**Problem statement**
List the lines of this listing that hold the word "overflow".

**Study material**

fn app_view() -> Element {
    let daemon_url =
        use_signal(|| env::var("ADSPOT_DAEMON").unwrap_or_else(|_| DEFAULT_DAEMON_URL.to_string()));
    let token = use_signal(|| env::var("ADSPOT_TOKEN").unwrap_or_default());
    let mut active_tab = use_signal(|| UiTab::Map);
    let error = use_signal(String::new);

    let daemon_ready = use_signal(|| false);
    let daemon_probe_inflight = use_signal(|| false);

    let map_view = use_signal(|| None::<MapView>);
    let map_loaded = use_signal(|| false);
    let provinces = use_signal(Vec::<ProvinceCount>::new);
    let provinces_loaded = use_signal(|| false);
    let tables = use_signal(Vec::<String>::new);
    let tables_loaded = use_signal(|| false);

    let transcript = use_signal(Vec::<ChatMessage>::new);
    let mut input = use_signal(String::new);
    let busy = use_signal(|| false);

    if !*daemon_ready.read() && !*daemon_probe_inflight.read() {
        let mut daemon_ready = daemon_ready;
        let mut daemon_probe_inflight = daemon_probe_inflight;
        let mut error = error;
        spawn(async move {
            daemon_probe_inflight.set(true);
            for attempt in 0..8u64 {
                let Ok(client) = DaemonClient::new(daemon_url(), token()) else {
                    break;
                };
                if client
                    .get_json::<serde_json::Value>("/health")
                    .await
                    .is_ok()
                {
                    daemon_ready.set(true);
                    break;
                }
                sleep(Duration::from_millis(400 * (attempt + 1))).await;
            }
            if !*daemon_ready.read() {
                error.set(format!("Daemon at {} is not reachable.", daemon_url()));
            }
        });
    }

    if *daemon_ready.read() && *active_tab.read() == UiTab::Map && !*map_loaded.read() {
        let mut map_view = map_view;
        let mut map_loaded = map_loaded;
        let mut error = error;
        map_loaded.set(true);
        spawn(async move {
            let result = match DaemonClient::new(daemon_url(), token()) {
                Ok(client) => client.map_view().await,
                Err(err) => Err(err),
            };
            match result {
                Ok(view) => map_view.set(Some(view)),
                Err(err) => error.set(format!("Map failed: {err}")),
            }
        });
    }

    if *daemon_ready.read() && *active_tab.read() == UiTab::Analytics && !*provinces_loaded.read() {
        let mut provinces = provinces;
        let mut provinces_loaded = provinces_loaded;
        let mut error = error;
        provinces_loaded.set(true);
        spawn(async move {
            let result = match DaemonClient::new(daemon_url(), token()) {
                Ok(client) => client.province_counts().await,
                Err(err) => Err(err),
            };
            match result {
                Ok(counts) => provinces.set(counts),
                Err(err) => error.set(format!("Analytics failed: {err}")),
            }
        });
    }

    if *daemon_ready.read() && *active_tab.read() == UiTab::Chat && !*tables_loaded.read() {
        let mut tables = tables;
        let mut tables_loaded = tables_loaded;
        let mut error = error;
        tables_loaded.set(true);
        spawn(async move {
            let result = match DaemonClient::new(daemon_url(), token()) {
                Ok(client) => client.tables().await,
                Err(err) => Err(err),
            };
            match result {
                Ok(names) => tables.set(names),
                Err(err) => error.set(format!("Tables failed: {err}")),
            }
        });
    }

    let on_send = use_callback(move |_| {
        let text = input();
        let mut busy = busy;
        let mut error = error;
        let mut transcript = transcript;
        let mut input = input;
        spawn(async move {
            if *busy.read() || text.trim().is_empty() {
                return;
            }
            busy.set(true);
            error.set(String::new());
            input.set(String::new());

            let history = transcript.read().clone();
            transcript.write().push(ChatMessage {
                role: ChatRole::User,
                content: text.clone(),
            });
            scroll_chat_to_bottom().await;

            let result = match DaemonClient::new(daemon_url(), token()) {
                Ok(client) => client.chat(history, &text).await,
                Err(err) => Err(err),
            };
            match result {
                Ok(response) => transcript.set(response.messages),
                Err(err) => {
                    transcript.write().pop();
                    input.set(text);
                    error.set(format!("Chat failed: {err}"));
                }
            }
            busy.set(false);
            scroll_chat_to_bottom().await;
        });
    });

    let map_panel = match map_view.read().clone() {
        None => rsx! { div { class: "hint", "Loading map…" } },
        Some(view) => match view.view_state {
            None => {
                let message = view.message.clone().unwrap_or_default();
                rsx! { div { class: "hint", "{message}" } }
            }
            Some(state) => {
                let fill = rgba(view.layer.color);
                let radius = (view.layer.radius / 25.0).max(2.0);
                let count = view.points.len();
                let dots: Vec<(f64, f64, String)> = view
                    .points
                    .iter()
                    .map(|point| {
                        let (x, y) =
                            project(point.latitude, point.longitude, &state, MAP_WIDTH, MAP_HEIGHT);
                        (x, y, point.location_name.clone().unwrap_or_default())
                    })
                    .collect();
                rsx! {
                    svg {
                        class: "map",
                        width: "{MAP_WIDTH}",
                        height: "{MAP_HEIGHT}",
                        for (x, y, label) in dots {
                            circle {
                                cx: "{x}",
                                cy: "{y}",
                                r: "{radius}",
                                fill: "{fill}",
                                title { "{label}" }
                            }
                        }
                    }
                    div { class: "hint", "{count} locations" }
                }
            }
        },
    };
    let province_rows = provinces.read().clone();
    let table_line = tables.read().join(", ");

    rsx! {
        style { r#"
            body {{
                font-family: system-ui, -apple-system, BlinkMacSystemFont, sans-serif;
                background: #0b1020;
                color: #e5e7eb;
                margin: 0;
            }}
            .container {{ height: 100vh; display: flex; flex-direction: column; }}
            .header {{
                padding: 16px 20px;
                background: rgba(17,24,39,0.55);
                display: flex; align-items: center; justify-content: space-between;
                border-bottom: 1px solid rgba(255,255,255,0.08);
            }}
            .title {{ font-size: 18px; font-weight: 700; }}
            .nav {{ display: flex; gap: 8px; }}
            .nav button {{ background: rgba(255,255,255,0.08); color: inherit; border: none; padding: 8px 14px; border-radius: 10px; cursor: pointer; }}
            .nav button.active {{ background: rgba(99,102,241,0.6); }}
            .panel {{ flex: 1; min-height: 0; overflow: auto; padding: 20px; }}
            .error {{ color: #fca5a5; padding: 8px 20px; }}
            .hint {{ color: rgba(229,231,235,0.6); font-size: 13px; }}
            .map {{ background: #111827; border-radius: 14px; }}
            table.provinces {{ border-collapse: collapse; min-width: 360px; }}
            table.provinces th, table.provinces td {{ text-align: left; padding: 8px 14px; border-bottom: 1px solid rgba(255,255,255,0.08); }}
            .chat {{ display: flex; flex-direction: column; height: 100%; }}
            .chat-scroll {{ flex: 1; min-height: 0; overflow-y: auto; padding: 12px 0; }}
            .bubble {{
                max-width: 72%;
                padding: 12px 14px;
                border-radius: 18px;
                margin-bottom: 10px;
                overflow-wrap: anywhere;
                line-height: 1.45;
            }}
            .bubble.user {{ margin-left: auto; background: rgba(99,102,241,0.55); border-bottom-right-radius: 6px; }}
            .bubble.bot {{ margin-right: auto; background: rgba(124,58,237,0.45); border-bottom-left-radius: 6px; }}
            .composer {{ display: flex; gap: 8px; }}
            .composer textarea {{ flex: 1; min-height: 48px; border-radius: 12px; padding: 10px; }}
        "# }
        div { class: "container",
            div { class: "header",
                div { class: "title", "Ad Spot Dashboard" }
                div { class: "nav",
                    button {
                        class: if *active_tab.read() == UiTab::Map { "active" } else { "" },
                        onclick: move |_| active_tab.set(UiTab::Map),
                        "Map"
                    }
                    button {
                        class: if *active_tab.read() == UiTab::Analytics { "active" } else { "" },
                        onclick: move |_| active_tab.set(UiTab::Analytics),
                        "Analytics"
                    }
                    button {
                        class: if *active_tab.read() == UiTab::Chat { "active" } else { "" },
                        onclick: move |_| active_tab.set(UiTab::Chat),
                        "Chat"
                    }
                }
            }
            if !error.read().is_empty() {
                div { class: "error", "{error}" }
            }
            if !*daemon_ready.read() {
                div { class: "panel", div { class: "hint", "Daemon starting…" } }
            }
            if *daemon_ready.read() && *active_tab.read() == UiTab::Map {
                div { class: "panel",
                    {map_panel}
                }
            }
            if *daemon_ready.read() && *active_tab.read() == UiTab::Analytics {
                div { class: "panel",
                    h3 { "Count of rows per province" }
                    if province_rows.is_empty() {
                        div { class: "hint", "No data found for provinces." }
                    } else {
                        table { class: "provinces",
                            thead { tr { th { "Province" } th { "Count" } } }
                            tbody {
                                for row in province_rows.iter() {
                                    tr {
                                        td { "{row.label()}" }
                                        td { "{row.count}" }
                                    }
                                }
                            }
                        }
                    }
                }
            }
            if *daemon_ready.read() && *active_tab.read() == UiTab::Chat {
                div { class: "panel",
                    div { class: "chat",
                        div { class: "hint", "Available tables: {table_line}" }
                        div { class: "chat-scroll", id: "chat-scroll",
                            for message in transcript.read().iter() {
                                div {
                                    class: if message.role == ChatRole::User { "bubble user" } else { "bubble bot" },
                                    div { dangerous_inner_html: markdown_to_html(&message.content) }
                                }
                            }
                            if *busy.read() {
                                div { class: "hint", "Thinking…" }
                            }
                        }
                        div { class: "composer",
                            textarea {
                                value: "{input}",
                                placeholder: "Ask about the data",
                                oninput: move |evt| input.set(evt.value()),
                                onkeydown: move |evt| {
                                    if evt.key() == Key::Enter && !evt.modifiers().shift() {
                                        evt.prevent_default();
                                        on_send.call(());
                                    }
                                },
                            }
                            button {
                                disabled: *busy.read(),
                                onclick: move |_| on_send.call(()),
                                "Send"
                            }
                        }
                    }
                }
            }
        }
    }
}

**Exercise output**
            .panel {{ flex: 1; min-height: 0; overflow: auto; padding: 20px; }}
            .chat-scroll {{ flex: 1; min-height: 0; overflow-y: auto; padding: 12px 0; }}
                overflow-wrap: anywhere;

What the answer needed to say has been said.